§ WORK TASK
Reproduce exactly the lines below from the one containing "None => Ok(Scan::Junk" through the one containing "(Ok(None), _) =>", including both, and nothing else.

═══ WORKING DATA ═══

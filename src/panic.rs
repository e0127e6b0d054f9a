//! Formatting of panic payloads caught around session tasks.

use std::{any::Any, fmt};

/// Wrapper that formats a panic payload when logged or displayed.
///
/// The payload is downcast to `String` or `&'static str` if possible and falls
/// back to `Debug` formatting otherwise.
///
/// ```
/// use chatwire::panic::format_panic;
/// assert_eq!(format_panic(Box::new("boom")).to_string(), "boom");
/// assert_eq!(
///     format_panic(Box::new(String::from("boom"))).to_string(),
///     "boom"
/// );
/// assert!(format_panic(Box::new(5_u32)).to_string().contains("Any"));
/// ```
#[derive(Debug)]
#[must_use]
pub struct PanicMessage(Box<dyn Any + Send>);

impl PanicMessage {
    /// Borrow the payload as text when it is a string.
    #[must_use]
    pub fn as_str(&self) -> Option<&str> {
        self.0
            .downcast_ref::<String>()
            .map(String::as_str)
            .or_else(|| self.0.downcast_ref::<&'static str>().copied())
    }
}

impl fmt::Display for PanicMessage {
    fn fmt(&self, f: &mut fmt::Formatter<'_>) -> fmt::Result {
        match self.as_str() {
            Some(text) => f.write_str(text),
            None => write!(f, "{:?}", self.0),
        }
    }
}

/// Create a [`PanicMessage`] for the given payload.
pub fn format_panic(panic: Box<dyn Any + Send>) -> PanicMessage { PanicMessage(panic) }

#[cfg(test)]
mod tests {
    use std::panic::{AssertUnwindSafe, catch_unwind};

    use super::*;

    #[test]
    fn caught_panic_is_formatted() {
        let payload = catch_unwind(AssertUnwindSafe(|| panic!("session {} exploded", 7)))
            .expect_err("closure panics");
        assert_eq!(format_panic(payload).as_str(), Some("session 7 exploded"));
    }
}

═══
═══ WORKING DATA ═══

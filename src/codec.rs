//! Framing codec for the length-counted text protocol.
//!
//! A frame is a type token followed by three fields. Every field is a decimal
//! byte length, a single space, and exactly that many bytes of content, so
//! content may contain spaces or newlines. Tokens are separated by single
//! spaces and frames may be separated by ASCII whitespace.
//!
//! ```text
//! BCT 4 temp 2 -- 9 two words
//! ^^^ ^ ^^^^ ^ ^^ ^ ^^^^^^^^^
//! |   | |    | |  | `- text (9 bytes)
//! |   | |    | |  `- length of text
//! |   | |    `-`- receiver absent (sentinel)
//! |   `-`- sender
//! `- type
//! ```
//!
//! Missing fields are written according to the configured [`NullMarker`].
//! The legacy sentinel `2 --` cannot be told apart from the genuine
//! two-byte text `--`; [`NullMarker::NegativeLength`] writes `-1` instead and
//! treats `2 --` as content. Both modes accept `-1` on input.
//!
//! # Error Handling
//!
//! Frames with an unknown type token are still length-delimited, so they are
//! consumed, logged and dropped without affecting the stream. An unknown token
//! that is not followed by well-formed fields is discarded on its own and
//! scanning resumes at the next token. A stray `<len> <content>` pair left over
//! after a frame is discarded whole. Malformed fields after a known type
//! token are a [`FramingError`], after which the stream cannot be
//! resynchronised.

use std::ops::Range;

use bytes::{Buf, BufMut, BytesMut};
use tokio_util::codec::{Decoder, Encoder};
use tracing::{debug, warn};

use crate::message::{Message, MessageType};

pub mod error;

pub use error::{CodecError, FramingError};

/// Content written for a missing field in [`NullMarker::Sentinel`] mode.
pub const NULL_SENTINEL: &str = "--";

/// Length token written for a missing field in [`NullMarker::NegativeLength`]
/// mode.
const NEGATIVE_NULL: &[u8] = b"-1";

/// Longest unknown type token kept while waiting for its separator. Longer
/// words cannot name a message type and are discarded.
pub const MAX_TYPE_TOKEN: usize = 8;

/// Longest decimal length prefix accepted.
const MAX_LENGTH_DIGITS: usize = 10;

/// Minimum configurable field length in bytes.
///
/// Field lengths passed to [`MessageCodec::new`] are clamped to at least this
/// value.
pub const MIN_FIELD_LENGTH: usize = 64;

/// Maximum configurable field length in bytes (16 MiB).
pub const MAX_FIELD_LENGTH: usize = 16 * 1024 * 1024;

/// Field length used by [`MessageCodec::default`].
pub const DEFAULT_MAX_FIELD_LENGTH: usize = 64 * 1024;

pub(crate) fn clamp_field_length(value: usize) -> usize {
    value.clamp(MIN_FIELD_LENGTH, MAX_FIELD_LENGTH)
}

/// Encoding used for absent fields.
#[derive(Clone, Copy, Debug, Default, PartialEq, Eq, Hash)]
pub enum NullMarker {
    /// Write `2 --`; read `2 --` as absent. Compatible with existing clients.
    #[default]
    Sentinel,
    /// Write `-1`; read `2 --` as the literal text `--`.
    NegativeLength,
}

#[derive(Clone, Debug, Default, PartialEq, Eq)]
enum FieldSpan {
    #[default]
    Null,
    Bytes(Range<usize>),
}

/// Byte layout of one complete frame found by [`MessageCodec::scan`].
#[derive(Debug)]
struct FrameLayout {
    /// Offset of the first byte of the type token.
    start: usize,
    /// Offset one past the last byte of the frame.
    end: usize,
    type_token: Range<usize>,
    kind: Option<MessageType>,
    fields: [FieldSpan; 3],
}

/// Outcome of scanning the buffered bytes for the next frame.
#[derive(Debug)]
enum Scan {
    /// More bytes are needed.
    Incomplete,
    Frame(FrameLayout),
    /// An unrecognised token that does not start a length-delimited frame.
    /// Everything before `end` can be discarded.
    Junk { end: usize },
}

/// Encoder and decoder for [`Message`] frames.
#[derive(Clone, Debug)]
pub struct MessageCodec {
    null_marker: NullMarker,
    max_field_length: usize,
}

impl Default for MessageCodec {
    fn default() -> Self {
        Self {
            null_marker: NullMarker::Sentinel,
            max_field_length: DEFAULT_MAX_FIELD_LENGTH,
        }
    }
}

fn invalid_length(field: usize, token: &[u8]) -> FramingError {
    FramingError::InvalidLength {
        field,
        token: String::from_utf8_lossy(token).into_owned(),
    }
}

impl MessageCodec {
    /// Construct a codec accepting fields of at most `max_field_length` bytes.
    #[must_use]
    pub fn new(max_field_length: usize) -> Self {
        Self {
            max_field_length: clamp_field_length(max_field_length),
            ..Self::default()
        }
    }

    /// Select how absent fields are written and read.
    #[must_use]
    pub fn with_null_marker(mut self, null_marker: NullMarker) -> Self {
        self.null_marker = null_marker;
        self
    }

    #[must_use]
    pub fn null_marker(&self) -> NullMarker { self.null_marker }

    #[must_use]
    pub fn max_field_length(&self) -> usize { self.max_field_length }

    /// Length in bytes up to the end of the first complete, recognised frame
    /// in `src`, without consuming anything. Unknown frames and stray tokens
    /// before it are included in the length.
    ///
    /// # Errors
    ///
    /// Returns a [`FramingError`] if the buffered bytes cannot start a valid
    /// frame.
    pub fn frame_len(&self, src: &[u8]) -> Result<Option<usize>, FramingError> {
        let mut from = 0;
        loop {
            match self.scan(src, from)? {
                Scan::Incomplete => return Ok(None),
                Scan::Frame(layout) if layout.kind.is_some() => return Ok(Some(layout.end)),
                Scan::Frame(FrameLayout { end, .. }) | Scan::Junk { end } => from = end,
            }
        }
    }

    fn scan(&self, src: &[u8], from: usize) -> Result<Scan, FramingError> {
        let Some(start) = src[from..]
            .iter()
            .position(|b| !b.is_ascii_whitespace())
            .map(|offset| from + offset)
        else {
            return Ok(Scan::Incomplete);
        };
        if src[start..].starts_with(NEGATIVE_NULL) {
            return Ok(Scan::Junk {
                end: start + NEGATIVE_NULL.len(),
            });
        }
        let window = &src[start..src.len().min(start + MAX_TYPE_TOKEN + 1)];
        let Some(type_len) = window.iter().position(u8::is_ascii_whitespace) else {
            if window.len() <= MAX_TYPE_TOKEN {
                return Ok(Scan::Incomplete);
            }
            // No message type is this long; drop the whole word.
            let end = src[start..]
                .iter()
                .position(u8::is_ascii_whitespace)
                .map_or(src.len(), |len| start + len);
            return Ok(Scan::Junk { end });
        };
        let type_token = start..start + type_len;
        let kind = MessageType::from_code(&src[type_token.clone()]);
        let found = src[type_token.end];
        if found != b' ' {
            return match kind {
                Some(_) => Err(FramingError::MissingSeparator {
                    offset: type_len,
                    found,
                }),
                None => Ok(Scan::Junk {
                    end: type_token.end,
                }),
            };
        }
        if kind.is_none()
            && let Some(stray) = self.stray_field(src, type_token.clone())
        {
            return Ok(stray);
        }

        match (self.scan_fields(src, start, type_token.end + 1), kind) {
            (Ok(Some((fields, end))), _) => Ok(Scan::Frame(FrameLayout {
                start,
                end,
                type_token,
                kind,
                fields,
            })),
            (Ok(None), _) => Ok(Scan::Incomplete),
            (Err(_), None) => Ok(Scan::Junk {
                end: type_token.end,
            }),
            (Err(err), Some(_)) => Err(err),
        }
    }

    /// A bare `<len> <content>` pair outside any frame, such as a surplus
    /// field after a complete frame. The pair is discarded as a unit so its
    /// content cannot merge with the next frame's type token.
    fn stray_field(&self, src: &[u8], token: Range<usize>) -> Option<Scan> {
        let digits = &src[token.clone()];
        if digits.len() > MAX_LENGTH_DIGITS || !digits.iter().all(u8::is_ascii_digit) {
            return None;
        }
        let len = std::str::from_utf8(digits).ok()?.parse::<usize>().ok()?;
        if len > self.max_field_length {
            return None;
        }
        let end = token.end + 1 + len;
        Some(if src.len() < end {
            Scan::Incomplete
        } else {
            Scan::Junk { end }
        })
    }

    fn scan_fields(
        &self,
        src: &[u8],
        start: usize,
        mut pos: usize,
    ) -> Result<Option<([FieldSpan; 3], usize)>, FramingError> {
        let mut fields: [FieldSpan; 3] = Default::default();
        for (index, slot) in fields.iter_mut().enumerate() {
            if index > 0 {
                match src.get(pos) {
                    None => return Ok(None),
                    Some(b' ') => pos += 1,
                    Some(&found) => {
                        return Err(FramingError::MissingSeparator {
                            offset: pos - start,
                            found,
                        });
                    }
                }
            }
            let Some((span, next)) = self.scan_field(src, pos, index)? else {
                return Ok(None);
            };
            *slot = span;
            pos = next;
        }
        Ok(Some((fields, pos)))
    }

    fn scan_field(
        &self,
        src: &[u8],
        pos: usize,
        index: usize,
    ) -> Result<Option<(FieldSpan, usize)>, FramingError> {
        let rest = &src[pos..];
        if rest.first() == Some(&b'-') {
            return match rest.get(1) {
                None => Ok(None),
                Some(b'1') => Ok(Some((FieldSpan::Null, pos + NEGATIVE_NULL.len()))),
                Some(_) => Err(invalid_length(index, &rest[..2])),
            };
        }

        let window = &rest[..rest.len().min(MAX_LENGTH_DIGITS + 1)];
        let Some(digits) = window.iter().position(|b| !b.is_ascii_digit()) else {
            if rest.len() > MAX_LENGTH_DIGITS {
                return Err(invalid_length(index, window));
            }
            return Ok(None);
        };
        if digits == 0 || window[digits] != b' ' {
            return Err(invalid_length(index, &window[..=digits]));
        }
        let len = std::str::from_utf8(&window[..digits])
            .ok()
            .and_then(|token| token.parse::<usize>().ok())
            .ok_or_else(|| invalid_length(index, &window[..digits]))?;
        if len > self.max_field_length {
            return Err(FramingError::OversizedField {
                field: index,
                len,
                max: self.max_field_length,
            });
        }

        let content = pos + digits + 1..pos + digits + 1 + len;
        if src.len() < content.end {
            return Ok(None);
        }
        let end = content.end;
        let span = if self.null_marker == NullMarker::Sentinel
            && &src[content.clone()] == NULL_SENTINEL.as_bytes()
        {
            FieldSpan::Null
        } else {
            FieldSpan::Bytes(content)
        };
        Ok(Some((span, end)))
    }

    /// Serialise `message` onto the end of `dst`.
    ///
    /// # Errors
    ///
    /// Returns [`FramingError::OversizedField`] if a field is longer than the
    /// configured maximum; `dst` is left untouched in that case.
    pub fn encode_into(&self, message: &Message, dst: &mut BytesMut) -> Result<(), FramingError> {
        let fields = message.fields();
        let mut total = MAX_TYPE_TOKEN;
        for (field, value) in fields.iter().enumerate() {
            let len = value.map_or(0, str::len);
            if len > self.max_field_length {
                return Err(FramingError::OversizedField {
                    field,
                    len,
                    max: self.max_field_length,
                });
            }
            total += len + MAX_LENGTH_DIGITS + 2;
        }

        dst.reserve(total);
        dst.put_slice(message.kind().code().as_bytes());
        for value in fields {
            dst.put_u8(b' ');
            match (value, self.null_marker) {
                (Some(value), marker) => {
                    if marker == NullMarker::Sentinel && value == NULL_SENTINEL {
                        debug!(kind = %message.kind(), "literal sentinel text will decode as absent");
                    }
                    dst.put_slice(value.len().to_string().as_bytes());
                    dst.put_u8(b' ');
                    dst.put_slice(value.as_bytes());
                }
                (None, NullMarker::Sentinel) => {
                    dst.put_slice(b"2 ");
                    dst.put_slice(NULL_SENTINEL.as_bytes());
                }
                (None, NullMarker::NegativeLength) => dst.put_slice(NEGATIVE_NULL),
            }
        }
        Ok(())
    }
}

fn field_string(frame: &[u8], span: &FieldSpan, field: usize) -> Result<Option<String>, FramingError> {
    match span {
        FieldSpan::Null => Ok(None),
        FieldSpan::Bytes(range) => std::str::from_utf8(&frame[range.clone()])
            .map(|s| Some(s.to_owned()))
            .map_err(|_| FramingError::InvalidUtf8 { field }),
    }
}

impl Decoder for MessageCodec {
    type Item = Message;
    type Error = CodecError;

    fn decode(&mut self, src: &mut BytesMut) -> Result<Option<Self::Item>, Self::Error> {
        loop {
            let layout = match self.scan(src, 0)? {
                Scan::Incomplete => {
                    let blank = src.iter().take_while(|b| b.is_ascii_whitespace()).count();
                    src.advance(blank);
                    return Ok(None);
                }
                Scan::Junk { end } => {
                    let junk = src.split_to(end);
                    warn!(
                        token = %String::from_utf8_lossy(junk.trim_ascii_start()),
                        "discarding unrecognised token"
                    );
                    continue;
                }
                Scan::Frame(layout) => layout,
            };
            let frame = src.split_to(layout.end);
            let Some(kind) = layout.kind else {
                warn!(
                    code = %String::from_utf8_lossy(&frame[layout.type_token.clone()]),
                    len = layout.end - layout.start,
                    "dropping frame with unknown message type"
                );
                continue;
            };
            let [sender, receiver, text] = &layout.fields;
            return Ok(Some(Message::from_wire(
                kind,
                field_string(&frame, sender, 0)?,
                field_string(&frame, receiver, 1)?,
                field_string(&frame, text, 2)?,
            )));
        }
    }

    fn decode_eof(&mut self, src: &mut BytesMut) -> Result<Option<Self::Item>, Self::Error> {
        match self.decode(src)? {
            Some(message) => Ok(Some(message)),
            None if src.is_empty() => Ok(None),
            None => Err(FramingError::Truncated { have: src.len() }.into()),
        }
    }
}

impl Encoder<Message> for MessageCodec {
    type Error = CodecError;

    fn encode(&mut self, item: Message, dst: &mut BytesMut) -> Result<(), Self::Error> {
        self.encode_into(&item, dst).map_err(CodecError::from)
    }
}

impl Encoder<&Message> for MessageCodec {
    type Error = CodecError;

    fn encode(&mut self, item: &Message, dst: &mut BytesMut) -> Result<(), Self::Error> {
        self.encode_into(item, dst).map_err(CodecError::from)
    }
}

═══

§ RESPONSE FOR THIS EXERCISE
                None => Ok(Scan::Junk {
                    end: type_token.end,
                }),
            };
        }
        if kind.is_none()
            && let Some(stray) = self.stray_field(src, type_token.clone())
        {
            return Ok(stray);
        }

        match (self.scan_fields(src, start, type_token.end + 1), kind) {
            (Ok(Some((fields, end))), _) => Ok(Scan::Frame(FrameLayout {
                start,
                end,
                type_token,
                kind,
                fields,
            })),
            (Ok(None), _) => Ok(Scan::Incomplete),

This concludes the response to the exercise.